» Supplied data

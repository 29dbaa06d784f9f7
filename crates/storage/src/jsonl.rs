//! JSON lines sink.
//!
//! One JSON object per line, each tagged with its kind:
//!
//! ```text
//! {"kind":"action","data":{"action_id":1,...}}
//! {"kind":"record","data":{"record_id":1,...}}
//! {"kind":"incident","data":{"kind":"data_gap",...}}
//! {"kind":"summary","data":{"seed":42,...}}
//! ```

use std::fs::File;
use std::io::{BufWriter, Write};
use std::path::{Path, PathBuf};

use parking_lot::Mutex;
use performance::PerformanceRecord;
use serde::Serialize;
use simulation::{HookContext, Incident, ResearchAction, RunSummary, SimulationHook, TickStats};
use tracing::warn;

use crate::error::{Result, StorageError};

#[derive(Serialize)]
#[serde(tag = "kind", content = "data", rename_all = "snake_case")]
enum Line<'a> {
    Action(&'a ResearchAction),
    Record(&'a PerformanceRecord),
    Incident(&'a Incident),
    Summary(&'a RunSummary),
}

struct Writer {
    out: Option<BufWriter<File>>,
    lines: u64,
    error: Option<StorageError>,
}

pub struct JsonLinesSink {
    path: PathBuf,
    writer: Mutex<Writer>,
}

impl JsonLinesSink {
    /// Create (truncate) the output file.
    pub fn create(path: impl AsRef<Path>) -> Result<Self> {
        let path = path.as_ref().to_path_buf();
        let file = File::create(&path).map_err(|source| StorageError::Io {
            path: path.clone(),
            source,
        })?;
        Ok(Self {
            path,
            writer: Mutex::new(Writer {
                out: Some(BufWriter::new(file)),
                lines: 0,
                error: None,
            }),
        })
    }

    pub fn path(&self) -> &Path {
        &self.path
    }

    /// Lines written so far.
    pub fn lines(&self) -> u64 {
        self.writer.lock().lines
    }

    fn write_all<'a>(&self, lines: impl IntoIterator<Item = Line<'a>>) {
        let mut writer = self.writer.lock();
        if writer.error.is_some() {
            return;
        }
        let Some(out) = writer.out.as_mut() else {
            return;
        };
        let mut written = 0;
        let mut failure = None;
        for line in lines {
            let result = serde_json::to_writer(&mut *out, &line)
                .map_err(StorageError::from)
                .and_then(|()| out.write_all(b"\n").map_err(|source| self.io(source)));
            match result {
                Ok(()) => written += 1,
                Err(e) => {
                    failure = Some(e);
                    break;
                }
            }
        }
        writer.lines += written;
        if let Some(error) = failure {
            warn!(sink = "jsonl", path = %self.path.display(), %error, "write failed; further output dropped");
            writer.error = Some(error);
        }
    }

    fn io(&self, source: std::io::Error) -> StorageError {
        StorageError::Io {
            path: self.path.clone(),
            source,
        }
    }

    /// Flush and close the file, reporting the first failure, if any.
    pub fn finish(&self) -> Result<()> {
        let mut writer = self.writer.lock();
        if let Some(mut out) = writer.out.take()
            && writer.error.is_none()
            && let Err(source) = out.flush()
        {
            writer.error = Some(self.io(source));
        }
        match writer.error.take() {
            Some(e) => Err(e),
            None => Ok(()),
        }
    }
}

impl SimulationHook for JsonLinesSink {
    fn name(&self) -> &str {
        "JsonLinesSink"
    }

    fn on_actions(&self, actions: Vec<ResearchAction>, _ctx: &HookContext) {
        self.write_all(actions.iter().map(Line::Action));
    }

    fn on_records(&self, records: Vec<PerformanceRecord>, _ctx: &HookContext) {
        self.write_all(records.iter().map(Line::Record));
    }

    fn on_incidents(&self, incidents: Vec<Incident>, _ctx: &HookContext) {
        self.write_all(incidents.iter().map(Line::Incident));
    }

    fn on_tick_end(&self, _stats: &TickStats, _ctx: &HookContext) {
        let mut writer = self.writer.lock();
        if writer.error.is_some() {
            return;
        }
        if let Some(out) = writer.out.as_mut()
            && let Err(source) = out.flush()
        {
            writer.error = Some(self.io(source));
        }
    }

    fn on_simulation_end(&self, summary: &RunSummary) {
        self.write_all([Line::Summary(summary)]);
    }
}

#[cfg(test)]
mod tests {
    use super::*;
    use chrono::{TimeZone, Utc};
    use simulation::ContentPayload;
    use types::{ActionId, ActionType, AnalystId, ContentType, IdeaId, IdeaStage};

    fn action(id: u64) -> ResearchAction {
        ResearchAction {
            action_id: ActionId(id),
            analyst_id: AnalystId(1),
            security_id: "SEC001".into(),
            idea_id: IdeaId::new(AnalystId(1), 1),
            action_type: ActionType::Update,
            timestamp: Utc.with_ymd_and_hms(2022, 3, 1, 10, 0, 0).unwrap(),
            content_payload: ContentPayload::new(ContentType::QuickUpdate, IdeaStage::Wip),
            confidence: 0.4,
        }
    }

    #[test]
    fn test_lines_are_tagged_json() {
        let dir = tempfile::tempdir().unwrap();
        let path = dir.path().join("actions.jsonl");
        let sink = JsonLinesSink::create(&path).unwrap();
        let ctx = HookContext::new(1, Utc.with_ymd_and_hms(2022, 3, 1, 10, 0, 0).unwrap());
        sink.on_actions(vec![action(1), action(2)], &ctx);
        sink.on_tick_end(&TickStats::default(), &ctx);
        sink.finish().unwrap();

        let text = std::fs::read_to_string(&path).unwrap();
        let lines: Vec<serde_json::Value> = text
            .lines()
            .map(|l| serde_json::from_str(l).unwrap())
            .collect();
        assert_eq!(lines.len(), 2);
        assert_eq!(lines[0]["kind"], "action");
        assert_eq!(lines[1]["data"]["action_id"], 2);
        assert_eq!(sink.lines(), 2);
    }

    #[test]
    fn test_create_in_missing_directory_fails() {
        let err = JsonLinesSink::create("/nonexistent/dir/out.jsonl").err().unwrap();
        assert!(matches!(err, StorageError::Io { .. }));
    }
}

» Problem statement
Each record, from first to last, should be returned verbatim.

» Response to this task
repository 29dbaa06d784f9f7
filename crates/storage/src/jsonl.rs
//! JSON lines sink.
//!
//! One JSON object per line, each tagged with its kind:
//!
//! ```text
//! {"kind":"action","data":{"action_id":1,...}}
//! {"kind":"record","data":{"record_id":1,...}}
//! {"kind":"incident","data":{"kind":"data_gap",...}}
//! {"kind":"summary","data":{"seed":42,...}}
//! ```

use std::fs::File;
use std::io::{BufWriter, Write};
use std::path::{Path, PathBuf};

use parking_lot::Mutex;
use performance::PerformanceRecord;
use serde::Serialize;
use simulation::{HookContext, Incident, ResearchAction, RunSummary, SimulationHook, TickStats};
use tracing::warn;

use crate::error::{Result, StorageError};

#[derive(Serialize)]
#[serde(tag = "kind", content = "data", rename_all = "snake_case")]
enum Line<'a> {
    Action(&'a ResearchAction),
    Record(&'a PerformanceRecord),
    Incident(&'a Incident),
    Summary(&'a RunSummary),
}

struct Writer {
    out: Option<BufWriter<File>>,
    lines: u64,
    error: Option<StorageError>,
}

pub struct JsonLinesSink {
    path: PathBuf,
    writer: Mutex<Writer>,
}

impl JsonLinesSink {
    /// Create (truncate) the output file.
    pub fn create(path: impl AsRef<Path>) -> Result<Self> {
        let path = path.as_ref().to_path_buf();
        let file = File::create(&path).map_err(|source| StorageError::Io {
            path: path.clone(),
            source,
        })?;
        Ok(Self {
            path,
            writer: Mutex::new(Writer {
                out: Some(BufWriter::new(file)),
                lines: 0,
                error: None,
            }),
        })
    }

    pub fn path(&self) -> &Path {
        &self.path
    }

    /// Lines written so far.
    pub fn lines(&self) -> u64 {
        self.writer.lock().lines
    }

    fn write_all<'a>(&self, lines: impl IntoIterator<Item = Line<'a>>) {
        let mut writer = self.writer.lock();
        if writer.error.is_some() {
            return;
        }
        let Some(out) = writer.out.as_mut() else {
            return;
        };
        let mut written = 0;
        let mut failure = None;
        for line in lines {
            let result = serde_json::to_writer(&mut *out, &line)
                .map_err(StorageError::from)
                .and_then(|()| out.write_all(b"\n").map_err(|source| self.io(source)));
            match result {
                Ok(()) => written += 1,
                Err(e) => {
                    failure = Some(e);
                    break;
                }
            }
        }
        writer.lines += written;
        if let Some(error) = failure {
            warn!(sink = "jsonl", path = %self.path.display(), %error, "write failed; further output dropped");
            writer.error = Some(error);
        }
    }

    fn io(&self, source: std::io::Error) -> StorageError {
        StorageError::Io {
            path: self.path.clone(),
            source,
        }
    }

    /// Flush and close the file, reporting the first failure, if any.
    pub fn finish(&self) -> Result<()> {
        let mut writer = self.writer.lock();
        if let Some(mut out) = writer.out.take()
            && writer.error.is_none()
            && let Err(source) = out.flush()
        {
            writer.error = Some(self.io(source));
        }
        match writer.error.take() {
            Some(e) => Err(e),
            None => Ok(()),
        }
    }
}

impl SimulationHook for JsonLinesSink {
    fn name(&self) -> &str {
        "JsonLinesSink"
    }

    fn on_actions(&self, actions: Vec<ResearchAction>, _ctx: &HookContext) {
        self.write_all(actions.iter().map(Line::Action));
    }

    fn on_records(&self, records: Vec<PerformanceRecord>, _ctx: &HookContext) {
        self.write_all(records.iter().map(Line::Record));
    }

    fn on_incidents(&self, incidents: Vec<Incident>, _ctx: &HookContext) {
        self.write_all(incidents.iter().map(Line::Incident));
    }

    fn on_tick_end(&self, _stats: &TickStats, _ctx: &HookContext) {
        let mut writer = self.writer.lock();
        if writer.error.is_some() {
            return;
        }
        if let Some(out) = writer.out.as_mut()
            && let Err(source) = out.flush()
        {
            writer.error = Some(self.io(source));
        }
    }

    fn on_simulation_end(&self, summary: &RunSummary) {
        self.write_all([Line::Summary(summary)]);
    }
}

#[cfg(test)]
mod tests {
    use super::*;
    use chrono::{TimeZone, Utc};
    use simulation::ContentPayload;
    use types::{ActionId, ActionType, AnalystId, ContentType, IdeaId, IdeaStage};

    fn action(id: u64) -> ResearchAction {
        ResearchAction {
            action_id: ActionId(id),
            analyst_id: AnalystId(1),
            security_id: "SEC001".into(),
            idea_id: IdeaId::new(AnalystId(1), 1),
            action_type: ActionType::Update,
            timestamp: Utc.with_ymd_and_hms(2022, 3, 1, 10, 0, 0).unwrap(),
            content_payload: ContentPayload::new(ContentType::QuickUpdate, IdeaStage::Wip),
            confidence: 0.4,
        }
    }

    #[test]
    fn test_lines_are_tagged_json() {
        let dir = tempfile::tempdir().unwrap();
        let path = dir.path().join("actions.jsonl");
        let sink = JsonLinesSink::create(&path).unwrap();
        let ctx = HookContext::new(1, Utc.with_ymd_and_hms(2022, 3, 1, 10, 0, 0).unwrap());
        sink.on_actions(vec![action(1), action(2)], &ctx);
        sink.on_tick_end(&TickStats::default(), &ctx);
        sink.finish().unwrap();

        let text = std::fs::read_to_string(&path).unwrap();
        let lines: Vec<serde_json::Value> = text
            .lines()
            .map(|l| serde_json::from_str(l).unwrap())
            .collect();
        assert_eq!(lines.len(), 2);
        assert_eq!(lines[0]["kind"], "action");
        assert_eq!(lines[1]["data"]["action_id"], 2);
        assert_eq!(sink.lines(), 2);
    }

    #[test]
    fn test_create_in_missing_directory_fails() {
        let err = JsonLinesSink::create("/nonexistent/dir/out.jsonl").err().unwrap();
        assert!(matches!(err, StorageError::Io { .. }));
    }
}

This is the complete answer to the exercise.